■ Task instructions:
In how many lines of the records does "that" appear? Answer with one number.

(Given information Opens)

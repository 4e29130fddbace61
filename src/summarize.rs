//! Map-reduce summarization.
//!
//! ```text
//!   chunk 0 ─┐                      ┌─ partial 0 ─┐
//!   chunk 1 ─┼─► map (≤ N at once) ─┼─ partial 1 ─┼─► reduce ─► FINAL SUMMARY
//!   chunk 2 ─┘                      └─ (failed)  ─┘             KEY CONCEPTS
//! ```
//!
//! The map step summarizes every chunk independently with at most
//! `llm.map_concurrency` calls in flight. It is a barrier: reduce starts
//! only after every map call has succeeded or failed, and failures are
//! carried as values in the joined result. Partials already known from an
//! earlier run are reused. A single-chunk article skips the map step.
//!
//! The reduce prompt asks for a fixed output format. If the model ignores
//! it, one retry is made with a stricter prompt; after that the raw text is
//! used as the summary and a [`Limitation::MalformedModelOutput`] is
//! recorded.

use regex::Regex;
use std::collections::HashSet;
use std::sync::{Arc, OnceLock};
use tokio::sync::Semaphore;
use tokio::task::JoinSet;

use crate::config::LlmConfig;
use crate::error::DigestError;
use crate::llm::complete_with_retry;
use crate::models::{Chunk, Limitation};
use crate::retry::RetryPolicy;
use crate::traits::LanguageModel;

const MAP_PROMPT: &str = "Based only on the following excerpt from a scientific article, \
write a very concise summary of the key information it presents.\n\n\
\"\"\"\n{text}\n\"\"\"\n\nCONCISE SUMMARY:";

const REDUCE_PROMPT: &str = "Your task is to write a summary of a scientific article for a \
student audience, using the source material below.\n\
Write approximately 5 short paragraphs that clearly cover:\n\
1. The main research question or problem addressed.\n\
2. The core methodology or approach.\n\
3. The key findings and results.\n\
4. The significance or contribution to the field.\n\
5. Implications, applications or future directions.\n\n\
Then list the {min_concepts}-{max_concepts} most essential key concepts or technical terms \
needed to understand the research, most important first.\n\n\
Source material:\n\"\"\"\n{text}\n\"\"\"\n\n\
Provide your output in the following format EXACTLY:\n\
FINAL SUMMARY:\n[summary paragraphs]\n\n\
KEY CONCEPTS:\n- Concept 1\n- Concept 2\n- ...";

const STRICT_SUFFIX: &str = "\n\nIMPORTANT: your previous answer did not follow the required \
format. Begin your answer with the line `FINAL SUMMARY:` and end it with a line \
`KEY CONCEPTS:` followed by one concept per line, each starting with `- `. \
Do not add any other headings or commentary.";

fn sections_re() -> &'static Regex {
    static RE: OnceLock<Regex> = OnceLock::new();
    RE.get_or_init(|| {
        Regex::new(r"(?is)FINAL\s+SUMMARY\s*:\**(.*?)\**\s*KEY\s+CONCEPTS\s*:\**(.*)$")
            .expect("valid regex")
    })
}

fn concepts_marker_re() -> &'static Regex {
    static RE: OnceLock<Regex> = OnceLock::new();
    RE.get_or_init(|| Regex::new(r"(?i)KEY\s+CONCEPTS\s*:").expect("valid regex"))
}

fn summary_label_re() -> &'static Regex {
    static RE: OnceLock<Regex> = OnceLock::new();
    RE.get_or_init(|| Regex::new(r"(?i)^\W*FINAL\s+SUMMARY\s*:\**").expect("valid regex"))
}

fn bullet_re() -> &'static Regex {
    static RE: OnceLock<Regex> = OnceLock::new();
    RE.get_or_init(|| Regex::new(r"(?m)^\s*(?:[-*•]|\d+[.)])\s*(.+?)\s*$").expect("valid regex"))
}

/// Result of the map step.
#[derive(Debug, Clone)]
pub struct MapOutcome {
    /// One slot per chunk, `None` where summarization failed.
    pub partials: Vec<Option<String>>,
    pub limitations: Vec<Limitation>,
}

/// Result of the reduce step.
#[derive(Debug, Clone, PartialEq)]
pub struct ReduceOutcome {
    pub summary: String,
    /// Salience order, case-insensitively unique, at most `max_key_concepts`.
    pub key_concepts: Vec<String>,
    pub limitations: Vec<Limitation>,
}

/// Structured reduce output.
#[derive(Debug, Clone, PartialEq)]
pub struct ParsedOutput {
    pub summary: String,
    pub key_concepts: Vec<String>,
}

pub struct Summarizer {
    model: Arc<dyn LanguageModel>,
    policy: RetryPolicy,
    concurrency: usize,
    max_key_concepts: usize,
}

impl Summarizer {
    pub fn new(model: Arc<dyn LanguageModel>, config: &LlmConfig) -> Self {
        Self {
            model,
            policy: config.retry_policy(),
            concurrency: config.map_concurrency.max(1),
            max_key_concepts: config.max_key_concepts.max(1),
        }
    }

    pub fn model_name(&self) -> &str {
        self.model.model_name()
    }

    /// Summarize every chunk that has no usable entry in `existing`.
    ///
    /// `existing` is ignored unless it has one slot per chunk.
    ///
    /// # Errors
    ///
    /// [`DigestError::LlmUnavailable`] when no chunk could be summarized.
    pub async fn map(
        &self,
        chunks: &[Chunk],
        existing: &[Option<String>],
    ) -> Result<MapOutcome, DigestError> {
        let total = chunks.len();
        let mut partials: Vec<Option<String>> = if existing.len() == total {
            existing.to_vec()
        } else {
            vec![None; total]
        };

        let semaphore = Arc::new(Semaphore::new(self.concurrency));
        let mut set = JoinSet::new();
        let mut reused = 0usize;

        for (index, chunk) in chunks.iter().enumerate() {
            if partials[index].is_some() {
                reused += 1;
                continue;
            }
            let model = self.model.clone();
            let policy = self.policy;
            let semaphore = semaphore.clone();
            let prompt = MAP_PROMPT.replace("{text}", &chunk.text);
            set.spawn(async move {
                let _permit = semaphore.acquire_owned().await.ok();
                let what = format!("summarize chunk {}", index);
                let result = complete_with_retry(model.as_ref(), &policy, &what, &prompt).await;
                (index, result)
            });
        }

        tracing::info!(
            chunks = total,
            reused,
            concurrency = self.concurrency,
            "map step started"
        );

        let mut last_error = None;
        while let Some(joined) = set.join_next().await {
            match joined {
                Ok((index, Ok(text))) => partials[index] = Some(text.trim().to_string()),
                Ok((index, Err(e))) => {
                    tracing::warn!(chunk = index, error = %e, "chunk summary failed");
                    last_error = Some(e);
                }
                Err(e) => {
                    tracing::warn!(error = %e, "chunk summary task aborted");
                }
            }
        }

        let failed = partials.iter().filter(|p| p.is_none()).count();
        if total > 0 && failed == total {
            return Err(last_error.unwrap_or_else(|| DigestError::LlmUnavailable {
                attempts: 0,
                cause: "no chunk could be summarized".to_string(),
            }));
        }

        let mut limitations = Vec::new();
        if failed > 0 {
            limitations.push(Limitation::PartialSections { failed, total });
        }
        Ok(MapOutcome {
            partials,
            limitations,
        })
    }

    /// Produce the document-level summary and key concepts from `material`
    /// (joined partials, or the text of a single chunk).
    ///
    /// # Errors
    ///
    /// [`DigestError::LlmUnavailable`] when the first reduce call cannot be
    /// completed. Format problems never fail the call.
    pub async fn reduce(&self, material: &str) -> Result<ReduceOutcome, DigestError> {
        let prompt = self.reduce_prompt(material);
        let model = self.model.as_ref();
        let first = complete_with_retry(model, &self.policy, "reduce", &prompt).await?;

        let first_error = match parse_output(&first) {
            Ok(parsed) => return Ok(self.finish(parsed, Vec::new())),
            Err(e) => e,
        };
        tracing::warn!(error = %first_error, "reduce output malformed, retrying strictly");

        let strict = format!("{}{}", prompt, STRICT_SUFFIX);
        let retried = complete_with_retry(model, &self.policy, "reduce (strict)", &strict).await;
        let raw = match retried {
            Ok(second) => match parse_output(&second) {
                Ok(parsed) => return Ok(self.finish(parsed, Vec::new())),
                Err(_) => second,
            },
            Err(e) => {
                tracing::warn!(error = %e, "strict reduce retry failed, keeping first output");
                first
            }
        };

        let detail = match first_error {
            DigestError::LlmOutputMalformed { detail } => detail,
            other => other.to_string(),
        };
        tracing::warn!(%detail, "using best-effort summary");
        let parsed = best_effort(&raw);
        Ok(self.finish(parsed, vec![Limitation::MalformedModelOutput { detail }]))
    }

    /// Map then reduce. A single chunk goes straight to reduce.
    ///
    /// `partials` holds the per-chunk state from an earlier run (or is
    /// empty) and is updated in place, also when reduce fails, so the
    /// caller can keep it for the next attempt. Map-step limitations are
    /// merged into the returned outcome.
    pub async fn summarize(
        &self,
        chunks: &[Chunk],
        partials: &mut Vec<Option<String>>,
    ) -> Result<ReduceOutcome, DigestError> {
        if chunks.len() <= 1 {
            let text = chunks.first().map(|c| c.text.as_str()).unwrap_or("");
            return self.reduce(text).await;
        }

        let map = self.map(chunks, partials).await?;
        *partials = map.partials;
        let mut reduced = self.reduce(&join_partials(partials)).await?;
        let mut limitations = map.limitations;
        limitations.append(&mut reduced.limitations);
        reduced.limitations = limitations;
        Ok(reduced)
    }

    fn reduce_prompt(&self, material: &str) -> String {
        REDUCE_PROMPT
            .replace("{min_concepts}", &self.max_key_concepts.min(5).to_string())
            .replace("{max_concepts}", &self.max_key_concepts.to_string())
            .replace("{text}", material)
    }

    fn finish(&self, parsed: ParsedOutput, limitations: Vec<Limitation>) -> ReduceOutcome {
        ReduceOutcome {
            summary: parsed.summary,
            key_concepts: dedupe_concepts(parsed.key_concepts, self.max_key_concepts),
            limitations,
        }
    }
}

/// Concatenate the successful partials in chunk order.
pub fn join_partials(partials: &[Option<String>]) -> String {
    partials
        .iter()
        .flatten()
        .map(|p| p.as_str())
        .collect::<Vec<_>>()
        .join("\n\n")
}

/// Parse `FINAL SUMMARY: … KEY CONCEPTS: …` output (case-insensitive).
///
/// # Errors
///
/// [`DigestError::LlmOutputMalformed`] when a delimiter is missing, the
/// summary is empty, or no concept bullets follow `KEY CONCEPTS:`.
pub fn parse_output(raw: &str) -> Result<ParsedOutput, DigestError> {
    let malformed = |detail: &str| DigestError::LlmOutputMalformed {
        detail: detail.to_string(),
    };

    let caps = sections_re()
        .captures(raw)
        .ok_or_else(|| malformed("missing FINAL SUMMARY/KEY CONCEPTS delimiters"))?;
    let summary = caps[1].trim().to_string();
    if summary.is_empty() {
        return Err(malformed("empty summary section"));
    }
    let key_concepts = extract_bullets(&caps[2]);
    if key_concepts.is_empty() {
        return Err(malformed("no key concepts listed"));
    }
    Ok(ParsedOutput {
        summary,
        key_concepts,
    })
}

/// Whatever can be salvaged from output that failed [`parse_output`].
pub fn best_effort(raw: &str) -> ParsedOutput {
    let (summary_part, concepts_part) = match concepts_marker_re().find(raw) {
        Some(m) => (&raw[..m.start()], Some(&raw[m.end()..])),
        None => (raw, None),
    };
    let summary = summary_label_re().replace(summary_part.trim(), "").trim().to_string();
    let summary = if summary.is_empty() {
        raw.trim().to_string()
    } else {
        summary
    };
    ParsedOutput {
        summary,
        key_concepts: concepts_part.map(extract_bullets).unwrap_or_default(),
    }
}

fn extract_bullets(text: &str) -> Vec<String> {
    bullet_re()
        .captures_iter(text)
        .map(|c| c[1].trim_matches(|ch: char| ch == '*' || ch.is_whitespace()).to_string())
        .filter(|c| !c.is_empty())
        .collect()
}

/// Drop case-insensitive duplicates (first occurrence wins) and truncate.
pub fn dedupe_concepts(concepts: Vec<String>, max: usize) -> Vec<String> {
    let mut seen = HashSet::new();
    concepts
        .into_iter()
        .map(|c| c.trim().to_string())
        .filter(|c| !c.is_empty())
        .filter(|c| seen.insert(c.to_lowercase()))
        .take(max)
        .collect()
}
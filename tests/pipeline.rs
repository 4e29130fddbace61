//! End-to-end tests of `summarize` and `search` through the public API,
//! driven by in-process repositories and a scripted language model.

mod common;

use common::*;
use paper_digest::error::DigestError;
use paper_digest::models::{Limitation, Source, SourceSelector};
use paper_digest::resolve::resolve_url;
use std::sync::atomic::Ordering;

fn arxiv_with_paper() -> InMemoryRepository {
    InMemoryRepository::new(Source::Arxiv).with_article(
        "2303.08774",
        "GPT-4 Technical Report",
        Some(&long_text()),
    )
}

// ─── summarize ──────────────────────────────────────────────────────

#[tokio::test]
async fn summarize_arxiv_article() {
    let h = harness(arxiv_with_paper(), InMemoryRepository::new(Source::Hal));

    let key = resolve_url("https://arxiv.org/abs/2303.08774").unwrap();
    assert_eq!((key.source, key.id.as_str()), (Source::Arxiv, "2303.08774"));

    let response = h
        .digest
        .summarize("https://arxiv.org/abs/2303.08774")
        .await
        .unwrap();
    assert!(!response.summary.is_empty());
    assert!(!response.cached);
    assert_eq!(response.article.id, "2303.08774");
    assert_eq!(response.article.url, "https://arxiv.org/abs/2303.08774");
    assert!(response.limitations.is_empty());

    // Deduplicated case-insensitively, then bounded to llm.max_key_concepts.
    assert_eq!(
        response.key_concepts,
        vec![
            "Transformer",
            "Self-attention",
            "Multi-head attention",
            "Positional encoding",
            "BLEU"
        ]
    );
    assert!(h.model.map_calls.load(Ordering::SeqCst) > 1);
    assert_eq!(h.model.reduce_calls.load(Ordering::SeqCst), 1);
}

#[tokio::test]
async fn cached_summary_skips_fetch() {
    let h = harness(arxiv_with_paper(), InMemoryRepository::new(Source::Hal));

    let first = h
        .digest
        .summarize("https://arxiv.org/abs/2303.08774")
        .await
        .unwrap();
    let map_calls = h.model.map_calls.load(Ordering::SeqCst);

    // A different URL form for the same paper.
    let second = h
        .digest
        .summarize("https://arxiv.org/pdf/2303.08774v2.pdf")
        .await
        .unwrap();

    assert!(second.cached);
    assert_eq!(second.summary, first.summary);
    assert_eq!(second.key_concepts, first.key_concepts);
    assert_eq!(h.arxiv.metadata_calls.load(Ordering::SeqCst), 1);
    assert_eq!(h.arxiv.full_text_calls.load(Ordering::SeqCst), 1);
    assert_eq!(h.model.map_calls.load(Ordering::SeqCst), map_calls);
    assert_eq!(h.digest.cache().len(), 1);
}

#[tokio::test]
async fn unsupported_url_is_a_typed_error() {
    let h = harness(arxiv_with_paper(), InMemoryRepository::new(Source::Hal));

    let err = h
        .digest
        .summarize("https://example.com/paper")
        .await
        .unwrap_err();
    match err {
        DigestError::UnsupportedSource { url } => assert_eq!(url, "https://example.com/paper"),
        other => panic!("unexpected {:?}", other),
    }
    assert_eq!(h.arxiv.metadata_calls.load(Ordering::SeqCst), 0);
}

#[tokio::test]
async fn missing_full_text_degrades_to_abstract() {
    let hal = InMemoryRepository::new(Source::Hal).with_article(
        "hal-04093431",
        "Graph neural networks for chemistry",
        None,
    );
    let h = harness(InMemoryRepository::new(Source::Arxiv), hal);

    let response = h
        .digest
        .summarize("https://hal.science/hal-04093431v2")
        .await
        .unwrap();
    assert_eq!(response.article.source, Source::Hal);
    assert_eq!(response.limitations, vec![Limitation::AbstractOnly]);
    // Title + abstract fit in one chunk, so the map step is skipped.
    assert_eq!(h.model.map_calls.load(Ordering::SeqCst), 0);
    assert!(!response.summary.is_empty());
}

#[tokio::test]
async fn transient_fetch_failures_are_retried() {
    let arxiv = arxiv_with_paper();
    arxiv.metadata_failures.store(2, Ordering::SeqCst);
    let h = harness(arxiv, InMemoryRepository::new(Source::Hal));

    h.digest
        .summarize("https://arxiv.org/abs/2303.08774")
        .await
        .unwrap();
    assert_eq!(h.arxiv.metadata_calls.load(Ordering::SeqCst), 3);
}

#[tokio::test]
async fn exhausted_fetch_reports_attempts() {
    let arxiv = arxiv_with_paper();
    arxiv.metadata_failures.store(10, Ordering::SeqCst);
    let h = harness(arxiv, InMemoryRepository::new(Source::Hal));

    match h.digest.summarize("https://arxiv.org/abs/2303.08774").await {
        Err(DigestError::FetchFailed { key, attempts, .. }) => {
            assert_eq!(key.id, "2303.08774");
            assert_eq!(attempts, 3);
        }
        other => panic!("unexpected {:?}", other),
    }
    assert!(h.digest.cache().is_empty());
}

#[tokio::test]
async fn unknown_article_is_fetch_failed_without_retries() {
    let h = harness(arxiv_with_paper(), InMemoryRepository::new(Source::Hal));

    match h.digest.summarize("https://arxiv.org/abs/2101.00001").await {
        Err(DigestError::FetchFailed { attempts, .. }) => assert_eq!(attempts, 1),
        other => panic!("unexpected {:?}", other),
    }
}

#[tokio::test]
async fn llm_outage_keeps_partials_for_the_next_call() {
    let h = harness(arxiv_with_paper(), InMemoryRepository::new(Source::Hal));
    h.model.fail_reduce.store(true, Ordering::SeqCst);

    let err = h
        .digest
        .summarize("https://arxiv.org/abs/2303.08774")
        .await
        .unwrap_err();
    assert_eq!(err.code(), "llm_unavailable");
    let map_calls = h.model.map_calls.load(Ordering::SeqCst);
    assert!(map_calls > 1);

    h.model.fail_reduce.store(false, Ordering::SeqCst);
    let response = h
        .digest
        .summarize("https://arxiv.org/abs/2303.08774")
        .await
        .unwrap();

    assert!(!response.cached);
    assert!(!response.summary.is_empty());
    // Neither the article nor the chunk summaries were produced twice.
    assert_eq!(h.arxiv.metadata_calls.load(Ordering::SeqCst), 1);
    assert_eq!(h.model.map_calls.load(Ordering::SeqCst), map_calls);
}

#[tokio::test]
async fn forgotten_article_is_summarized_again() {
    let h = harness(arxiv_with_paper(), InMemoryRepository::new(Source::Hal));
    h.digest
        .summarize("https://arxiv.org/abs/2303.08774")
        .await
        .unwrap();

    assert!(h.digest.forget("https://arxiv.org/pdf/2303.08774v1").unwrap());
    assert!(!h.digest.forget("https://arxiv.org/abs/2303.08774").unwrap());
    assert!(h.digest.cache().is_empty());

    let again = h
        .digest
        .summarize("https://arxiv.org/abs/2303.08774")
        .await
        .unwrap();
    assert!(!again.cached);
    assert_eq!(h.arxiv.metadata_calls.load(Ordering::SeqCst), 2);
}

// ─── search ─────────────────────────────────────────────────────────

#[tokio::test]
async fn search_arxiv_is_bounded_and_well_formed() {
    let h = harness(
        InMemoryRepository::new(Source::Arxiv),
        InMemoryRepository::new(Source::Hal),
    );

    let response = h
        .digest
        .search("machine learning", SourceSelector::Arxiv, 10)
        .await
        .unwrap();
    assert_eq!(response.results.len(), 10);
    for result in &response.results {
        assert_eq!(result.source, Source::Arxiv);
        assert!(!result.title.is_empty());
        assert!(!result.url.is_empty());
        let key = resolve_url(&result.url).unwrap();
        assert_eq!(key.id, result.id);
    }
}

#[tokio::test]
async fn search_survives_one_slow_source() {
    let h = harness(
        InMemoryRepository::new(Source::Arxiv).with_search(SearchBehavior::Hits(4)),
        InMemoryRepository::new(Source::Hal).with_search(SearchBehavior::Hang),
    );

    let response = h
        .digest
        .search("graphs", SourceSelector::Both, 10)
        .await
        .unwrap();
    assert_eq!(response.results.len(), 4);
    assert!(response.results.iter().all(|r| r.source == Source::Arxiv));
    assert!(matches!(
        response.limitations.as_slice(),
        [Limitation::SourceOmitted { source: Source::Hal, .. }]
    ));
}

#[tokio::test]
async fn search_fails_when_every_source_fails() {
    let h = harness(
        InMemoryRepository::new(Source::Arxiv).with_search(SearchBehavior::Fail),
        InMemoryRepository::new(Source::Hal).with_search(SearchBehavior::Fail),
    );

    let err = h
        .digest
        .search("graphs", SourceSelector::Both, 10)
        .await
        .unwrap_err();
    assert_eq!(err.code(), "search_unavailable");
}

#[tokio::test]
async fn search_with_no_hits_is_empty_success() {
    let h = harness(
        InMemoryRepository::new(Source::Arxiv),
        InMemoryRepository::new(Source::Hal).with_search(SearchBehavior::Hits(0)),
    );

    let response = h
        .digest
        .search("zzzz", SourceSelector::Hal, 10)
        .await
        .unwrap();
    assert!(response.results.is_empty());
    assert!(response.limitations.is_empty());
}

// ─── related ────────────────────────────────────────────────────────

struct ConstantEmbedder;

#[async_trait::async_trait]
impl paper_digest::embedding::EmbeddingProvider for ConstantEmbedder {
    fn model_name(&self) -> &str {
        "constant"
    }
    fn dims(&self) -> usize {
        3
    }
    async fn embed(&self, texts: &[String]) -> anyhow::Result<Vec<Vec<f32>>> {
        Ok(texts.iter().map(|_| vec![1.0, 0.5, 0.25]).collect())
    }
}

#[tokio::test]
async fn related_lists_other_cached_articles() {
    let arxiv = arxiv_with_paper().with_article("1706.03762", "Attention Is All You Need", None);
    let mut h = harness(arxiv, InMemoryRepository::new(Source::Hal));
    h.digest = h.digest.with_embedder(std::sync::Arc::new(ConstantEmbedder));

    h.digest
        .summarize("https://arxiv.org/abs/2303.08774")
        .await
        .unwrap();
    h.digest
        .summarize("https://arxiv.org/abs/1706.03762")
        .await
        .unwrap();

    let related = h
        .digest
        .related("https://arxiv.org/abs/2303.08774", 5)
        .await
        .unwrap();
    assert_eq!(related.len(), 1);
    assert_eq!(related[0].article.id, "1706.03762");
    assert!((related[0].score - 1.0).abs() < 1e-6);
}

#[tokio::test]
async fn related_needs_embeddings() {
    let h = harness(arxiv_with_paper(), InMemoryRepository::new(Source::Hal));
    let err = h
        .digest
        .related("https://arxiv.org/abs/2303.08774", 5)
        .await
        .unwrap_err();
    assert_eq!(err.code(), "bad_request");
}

(Given information Closes)

■ Exercise output:
4